You Are Here | |
---|---|
Directed by | Daniel Cockburn[1] |
Written by | Daniel Cockburn |
Produced by | Daniel Cockburn Daniel Bekerman[1] |
Starring |
|
Cinematography | Cabot McNenly |
Edited by | Duff Smith[1] |
Music by | Rick Hyslop[1] |
Production companies | ZeroFunction Productions, Scythia Films[1] |
Distributed by | Pacific Northwest Pictures[2] |
Release dates | |
Running time | 78 minutes |
Country | Canada |
Language | English |
Budget | C$100,000[note 1] |
You Are Here is a 2010 Canadian philosophical speculative fiction film written and directed by video artist Daniel Cockburn, which he also co-produced with Daniel Bekerman. Cockburn's first feature film is "hyper-inventive and categorically hard-to-describe",[4] initially billed as a "Borgesian fantasy" or a "meta-detective story",[1] and later as "part experimental gallery film and part philosophical sketch comedy."[5] In You Are Here, Cockburn makes use of the techniques and concepts he had honed over the previous decade as an experimental video artist with "a narrative bent",[6] and "works them into a complex and unique cinematic structure."[7] The film mainly follows a woman (Tracy Wright, who died of cancer seven weeks before the film was released)[8] searching for the meaning behind a series of audiovisual documents from other universes,[1] seemingly left purposefully for her to find, some of which are shown as vignettes concerning figures such as the Lecturer (R.D. Reid) and the Experimenter (Anand Rajaram) interspersed throughout the film. She finds so many of them that they fill a space which she calls the Archive, and herself its Archivist. In time, the Archive appears to resist her attempts at cataloguing and organizing it, and she receives a cell phone instead of the usual document, leading to a fateful encounter with others.

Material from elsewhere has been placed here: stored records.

//! Shared test helpers.

#![allow(dead_code)]

pub mod mocks;

use pokedex::utils::toml_config::ResearchConfig;
use std::time::Duration;

/// Default configuration with a short budget and fast backoff
pub fn test_config(budget: Duration) -> ResearchConfig {
    let mut config = ResearchConfig::default();
    config.pipeline.budget_ms = budget.as_millis() as u64;
    config.pipeline.backoff_base_ms = 10;
    config.pipeline.reasoning_enabled = false;
    config
}
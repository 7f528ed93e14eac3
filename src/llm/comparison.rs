use crate::llm::client::LLMClient;
use crate::types::Result;

const COMPARISON_SYSTEM_PROMPT: &str =
    "You are a helpful Pokemon expert. Provide a concise but informative answer.";

/// Plain chat-model answer shown next to the researched report
pub struct ComparisonClient {
    client: Box<dyn LLMClient>,
}

impl ComparisonClient {
    pub fn new(client: Box<dyn LLMClient>) -> Self {
        Self { client }
    }

    /// Answer the raw question with no research context
    pub async fn answer(&self, query: &str) -> Result<String> {
        tracing::debug!(model = self.client.model_name(), "Requesting comparison answer");
        self.client
            .generate_with_system(COMPARISON_SYSTEM_PROMPT, query)
            .await
    }

    pub fn model_name(&self) -> &str {
        self.client.model_name()
    }
}
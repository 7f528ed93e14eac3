//! Report synthesis
//!
//! Turns aggregated contexts and their confidence into a [`ResearchReport`].
//! Everything in the report is derived from the facts; the optional
//! reasoning collaborator only adds an elaboration and can never fail the
//! report.

use super::taxonomy::{self, TEAM_STRATEGIES};
use crate::llm::ReasoningCollaborator;
use crate::types::{
    parse_type_search, AggregatedContext, ConfidenceScore, Facet, FactValue, QueryClass,
    ReportSection, ResearchPlan, ResearchReport, SectionKind,
};
use serde_json::Value;
use std::collections::BTreeSet;
use std::sync::Arc;

/// Overall confidence below which the report warns the reader
const LOW_CONFIDENCE: f64 = 0.5;

const STAT_FIELDS: [&str; 6] = [
    "hp",
    "attack",
    "defense",
    "special-attack",
    "special-defense",
    "speed",
];

pub struct SynthesisEngine {
    reasoner: Option<Arc<dyn ReasoningCollaborator>>,
    team_size: usize,
}

impl Default for SynthesisEngine {
    fn default() -> Self {
        Self::new(6)
    }
}

impl SynthesisEngine {
    pub fn new(team_size: usize) -> Self {
        Self {
            reasoner: None,
            team_size: team_size.max(1),
        }
    }

    pub fn with_reasoner(mut self, reasoner: Arc<dyn ReasoningCollaborator>) -> Self {
        self.reasoner = Some(reasoner);
        self
    }

    pub fn has_reasoner(&self) -> bool {
        self.reasoner.is_some()
    }

    /// Build the report. Never fails; a missing or failing reasoner only
    /// marks the report as degraded.
    pub async fn synthesize(
        &self,
        plan: &ResearchPlan,
        contexts: Vec<AggregatedContext>,
        confidence: ConfidenceScore,
    ) -> ResearchReport {
        let mut narrative: Vec<ReportSection> = plan
            .requested_facets()
            .into_iter()
            .map(|facet| findings_section(facet, &contexts))
            .collect();

        if plan.query_class == QueryClass::Training {
            if let Some(section) = training_section(&contexts) {
                narrative.push(section);
            }
        }

        let mut team = Vec::new();
        if plan.query_class.wants_recommendation() {
            team = team_members(&contexts, self.team_size);
            narrative.push(recommendation_section(&team, &contexts));
        }

        let citations: BTreeSet<String> = contexts.iter().flat_map(|c| c.sources()).collect();
        let limitations = limitations(plan, &contexts, &confidence);
        let summary = summary(plan, &contexts, &citations, &confidence);

        let (elaboration, degraded) = match &self.reasoner {
            Some(reasoner) => {
                let digest = digest(plan, &narrative);
                match reasoner.elaborate(&digest).await {
                    Ok(text) => (Some(text), false),
                    Err(e) => {
                        tracing::warn!("Continuing without reasoning: {}", e);
                        (None, true)
                    }
                }
            }
            None => (None, true),
        };

        tracing::info!(
            sections = narrative.len(),
            citations = citations.len(),
            degraded,
            "Synthesized report"
        );

        ResearchReport {
            query: plan.query.clone(),
            query_class: plan.query_class,
            intents: plan.intents.clone(),
            contexts,
            confidence,
            summary,
            narrative,
            citations,
            team,
            limitations,
            elaboration,
            degraded,
        }
    }
}

// ============= Formatting Helpers =============

/// "bug-type-search" -> "Bug type", "mr-mime" -> "Mr Mime"
pub fn display_subject(subject: &str) -> String {
    match parse_type_search(subject) {
        Some(type_name) => format!("{} type", capitalize(type_name)),
        None => subject
            .split('-')
            .map(capitalize)
            .collect::<Vec<_>>()
            .join(" "),
    }
}

fn capitalize(word: &str) -> String {
    let mut chars = word.chars();
    match chars.next() {
        Some(first) => first.to_uppercase().chain(chars).collect(),
        None => String::new(),
    }
}

pub fn display_value(value: &Value) -> String {
    match value {
        Value::String(text) => text.clone(),
        Value::Array(items) => items.iter().map(display_value).collect::<Vec<_>>().join(", "),
        Value::Bool(true) => "yes".to_string(),
        Value::Bool(false) => "no".to_string(),
        Value::Null => "-".to_string(),
        other => other.to_string(),
    }
}

fn fact_entry(subject: &str, field: &str, fact: &FactValue) -> String {
    let mut entry = format!(
        "{}: {} = {} [{}; agreement {:.0}%]",
        display_subject(subject),
        field,
        display_value(&fact.value),
        fact.supporting_sources.join(", "),
        fact.agreement_score * 100.0
    );
    if fact.is_disputed() {
        entry.push_str(&format!(" (disputed by {})", fact.dissenting_sources.join(", ")));
    }
    entry
}

fn findings_section(facet: Facet, contexts: &[AggregatedContext]) -> ReportSection {
    let mut entries: Vec<String> = contexts
        .iter()
        .filter_map(|context| {
            context
                .facet_facts(facet)
                .map(|fields| (context.subject(), fields))
        })
        .flat_map(|(subject, fields)| {
            fields
                .iter()
                .map(move |(field, fact)| fact_entry(subject, field, fact))
        })
        .collect();

    if entries.is_empty() {
        entries.push(format!("No source returned {} data.", facet.title().to_lowercase()));
    }

    ReportSection {
        kind: SectionKind::Findings,
        title: facet.title().to_string(),
        facet: Some(facet),
        entries,
    }
}

// ============= Team Recommendation =============

fn string_list(fact: Option<&FactValue>) -> Vec<String> {
    match fact.map(|f| &f.value) {
        Some(Value::Array(items)) => items
            .iter()
            .filter_map(Value::as_str)
            .map(|s| s.trim().to_lowercase())
            .collect(),
        Some(Value::String(text)) => vec![text.trim().to_lowercase()],
        _ => Vec::new(),
    }
}

/// Members of searched types first, then named subjects
fn team_members(contexts: &[AggregatedContext], team_size: usize) -> Vec<String> {
    let mut members: Vec<String> = Vec::new();

    for context in contexts.iter().filter(|c| parse_type_search(c.subject()).is_some()) {
        for name in string_list(context.get(Facet::Typing, "members")) {
            if !members.contains(&name) {
                members.push(name);
            }
        }
    }
    for context in contexts.iter().filter(|c| parse_type_search(c.subject()).is_none()) {
        let name = context.subject().to_string();
        if !members.contains(&name) {
            members.push(name);
        }
    }

    members.truncate(team_size);
    members
}

fn team_types(contexts: &[AggregatedContext]) -> BTreeSet<String> {
    let mut types = BTreeSet::new();
    for context in contexts {
        match parse_type_search(context.subject()) {
            Some(type_name) => {
                types.insert(type_name.to_string());
            }
            None => types.extend(string_list(context.get(Facet::Typing, "types"))),
        }
    }
    types.retain(|t| taxonomy::is_type(t));
    types
}

/// Attacking types that hit a team type and that no team type beats
fn uncovered_weaknesses(types: &BTreeSet<String>) -> BTreeSet<&'static str> {
    types
        .iter()
        .flat_map(|t| taxonomy::weak_to(t))
        .filter(|attacker| {
            !types
                .iter()
                .any(|own| taxonomy::strong_against(own).contains(attacker))
        })
        .collect()
}

fn recommendation_section(team: &[String], contexts: &[AggregatedContext]) -> ReportSection {
    let mut entries = Vec::new();

    if team.is_empty() {
        entries.push("No team members could be confirmed from the sources.".to_string());
    } else {
        entries.push(format!(
            "Suggested team: {}",
            team.iter().map(|m| display_subject(m)).collect::<Vec<_>>().join(", ")
        ));
    }

    let types = team_types(contexts);
    if !types.is_empty() {
        entries.push(format!(
            "Team types: {}",
            types.iter().cloned().collect::<Vec<_>>().join(", ")
        ));

        let weaknesses = uncovered_weaknesses(&types);
        if weaknesses.is_empty() {
            entries.push("No uncovered type weaknesses.".to_string());
        } else {
            entries.push(format!(
                "Uncovered weaknesses: {}",
                weaknesses.iter().copied().collect::<Vec<_>>().join(", ")
            ));
            for attacker in &weaknesses {
                let counters: Vec<&str> = taxonomy::TYPE_ADVANTAGES
                    .iter()
                    .filter(|(_, targets)| targets.contains(attacker))
                    .map(|(name, _)| *name)
                    .collect();
                if !counters.is_empty() {
                    entries.push(format!(
                        "Cover {} with a {} type",
                        attacker,
                        counters.join(" or ")
                    ));
                }
            }
        }
    }

    entries.extend(TEAM_STRATEGIES.iter().map(|s| format!("Strategy: {}", s)));

    ReportSection {
        kind: SectionKind::Recommendation,
        title: "Recommendation".to_string(),
        facet: None,
        entries,
    }
}

// ============= Training Analysis =============

fn stat_total(context: &AggregatedContext) -> Option<i64> {
    let values: Vec<i64> = STAT_FIELDS
        .iter()
        .filter_map(|field| context.get(Facet::Stats, field)?.value.as_f64())
        .map(|v| v as i64)
        .collect();
    (values.len() == STAT_FIELDS.len()).then(|| values.iter().sum())
}

/// Ranks candidates by base stat total
fn training_section(contexts: &[AggregatedContext]) -> Option<ReportSection> {
    let mut ranked: Vec<(&str, i64)> = contexts
        .iter()
        .filter_map(|c| stat_total(c).map(|total| (c.subject(), total)))
        .collect();
    if ranked.is_empty() {
        return None;
    }
    ranked.sort_by(|a, b| b.1.cmp(&a.1).then_with(|| a.0.cmp(b.0)));

    let mut entries: Vec<String> = ranked
        .iter()
        .map(|(subject, total)| format!("{}: base stat total {}", display_subject(subject), total))
        .collect();
    entries.insert(
        0,
        format!(
            "Strongest starting pick: {}",
            display_subject(ranked[0].0)
        ),
    );

    Some(ReportSection {
        kind: SectionKind::Analysis,
        title: "Training Analysis".to_string(),
        facet: None,
        entries,
    })
}

// ============= Summary & Limitations =============

fn summary(
    plan: &ResearchPlan,
    contexts: &[AggregatedContext],
    citations: &BTreeSet<String>,
    confidence: &ConfidenceScore,
) -> String {
    let subjects: Vec<String> = plan.subjects().iter().map(|s| display_subject(s)).collect();
    let facts: usize = contexts.iter().map(AggregatedContext::len).sum();
    let lead = match plan.query_class {
        QueryClass::TeamBuilding => "Team research",
        QueryClass::Training => "Training research",
        QueryClass::Discovery => "Discovery research",
        QueryClass::Strategy => "Strategy research",
        QueryClass::Lore => "Lore research",
        QueryClass::General => "Research",
    };

    format!(
        "{} on {}: {} facts from {} source{}, overall confidence {:.0}%.",
        lead,
        subjects.join(", "),
        facts,
        citations.len(),
        if citations.len() == 1 { "" } else { "s" },
        confidence.overall * 100.0
    )
}

fn limitations(
    plan: &ResearchPlan,
    contexts: &[AggregatedContext],
    confidence: &ConfidenceScore,
) -> Vec<String> {
    let mut notes = Vec::new();

    for intent in &plan.intents {
        let context = contexts.iter().find(|c| c.subject() == intent.subject());
        for facet in intent.facets() {
            if !context.is_some_and(|c| c.has_facet(*facet)) {
                notes.push(format!(
                    "No {} data found for {}",
                    facet.title().to_lowercase(),
                    display_subject(intent.subject())
                ));
            }
        }
    }

    for context in contexts {
        for (_, field, fact) in context.iter().filter(|(_, _, f)| f.is_disputed()) {
            notes.push(format!(
                "{} {} is disputed: {} reported a different value",
                display_subject(context.subject()),
                field,
                fact.dissenting_sources.join(", ")
            ));
        }
    }

    if confidence.overall < LOW_CONFIDENCE {
        notes.push("Overall confidence is low; verify key facts before relying on them".to_string());
    }

    notes
}

/// Plain-text prompt for the reasoning collaborator
fn digest(plan: &ResearchPlan, narrative: &[ReportSection]) -> String {
    let mut text = format!("Question: {}\n\nVerified findings:\n", plan.query);
    for section in narrative {
        text.push_str(&format!("\n## {}\n", section.title));
        for entry in &section.entries {
            text.push_str(&format!("- {}\n", entry));
        }
    }
    text
}
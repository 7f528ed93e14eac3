//! Evidence sources
//!
//! Every concrete source (the structured PokeAPI and each scraped wiki) sits
//! behind the [`EvidenceSource`] trait and is registered into a
//! [`SourceRegistry`]. The coordinator only ever sees the trait, so adding a
//! new site means implementing `fetch` and registering it.
//!
//! Adapters never panic and never return uncontrolled errors: transport and
//! parsing problems are classified into a [`SourceFailure`](crate::types::SourceFailure).

pub mod extract;
pub mod http;
pub mod pokeapi;
pub mod web;

use crate::types::{EvidenceBundle, Facet, ResearchIntent, SourceFailure};
use crate::utils::toml_config::{ResearchConfig, SourceConfig};
use async_trait::async_trait;
use std::collections::BTreeMap;
use std::sync::Arc;
use std::time::Duration;

pub use pokeapi::{PokeApiClient, PokeApiSource};
pub use web::{WebSite, WebSource};

/// Outcome of one adapter call
pub type FetchResult = std::result::Result<EvidenceBundle, SourceFailure>;

/// Scheduling class of a source; structured APIs get a tighter timeout
#[derive(Debug, Clone, Copy, PartialEq, Eq)]
pub enum SourcePriority {
    Structured,
    Scraped,
}

#[async_trait]
pub trait EvidenceSource: Send + Sync {
    fn id(&self) -> &str;

    /// Static weight in [0, 1]
    fn trust(&self) -> f64;

    fn priority(&self) -> SourcePriority;

    /// Whether this source can say anything about `facet`
    fn supports(&self, facet: Facet) -> bool;

    /// Fetch one facet of one intent, giving up after `timeout`
    async fn fetch(&self, intent: &ResearchIntent, facet: Facet, timeout: Duration) -> FetchResult;
}

/// Sources keyed by id. Iteration is in id order.
pub struct SourceRegistry {
    sources: BTreeMap<String, Arc<dyn EvidenceSource>>,
}

impl Default for SourceRegistry {
    fn default() -> Self {
        Self::new()
    }
}

impl SourceRegistry {
    pub fn new() -> Self {
        Self {
            sources: BTreeMap::new(),
        }
    }

    /// Build the registry from the enabled `[sources.*]` tables
    pub fn from_config(config: &ResearchConfig, http: reqwest::Client) -> Self {
        let mut registry = Self::new();

        for (id, source) in config.enabled_sources() {
            match source {
                SourceConfig::PokeApi {
                    base_url,
                    trust,
                    member_limit,
                    ..
                } => {
                    let client = PokeApiClient::new(http.clone(), base_url.clone());
                    registry.register(Arc::new(
                        PokeApiSource::new(id, client, *trust).with_member_limit(*member_limit),
                    ));
                }
                SourceConfig::Web { site, base_url, .. } => {
                    let base_url = base_url
                        .clone()
                        .unwrap_or_else(|| site.default_base_url().to_string());
                    registry.register(Arc::new(WebSource::new(
                        id,
                        *site,
                        http.clone(),
                        base_url,
                        source.trust(),
                    )));
                }
            }
        }

        registry
    }

    /// Register a source, replacing any previous one with the same id
    pub fn register(&mut self, source: Arc<dyn EvidenceSource>) {
        self.sources.insert(source.id().to_string(), source);
    }

    pub fn get(&self, id: &str) -> Option<Arc<dyn EvidenceSource>> {
        self.sources.get(id).cloned()
    }

    pub fn source_ids(&self) -> Vec<String> {
        self.sources.keys().cloned().collect()
    }

    pub fn iter(&self) -> impl Iterator<Item = &Arc<dyn EvidenceSource>> {
        self.sources.values()
    }

    pub fn len(&self) -> usize {
        self.sources.len()
    }

    pub fn is_empty(&self) -> bool {
        self.sources.is_empty()
    }

    pub fn has_source(&self, id: &str) -> bool {
        self.sources.contains_key(id)
    }
}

The film features music composed by Rick Hyslop and visual effects by Robert James Spurway,[1] and makes use of excerpts from films by fellow Canadian filmmaker John Price.[9] It has been presented at over forty film festivals worldwide, and compared to the works of Charlie Kaufman, Jorge Luis Borges, and Philip K. Dick.[10] The film is a recipient of both the Jay Scott Prize in 2010, and the EMAF Award in 2011, and with few exceptions, has been received enthusiastically by critics.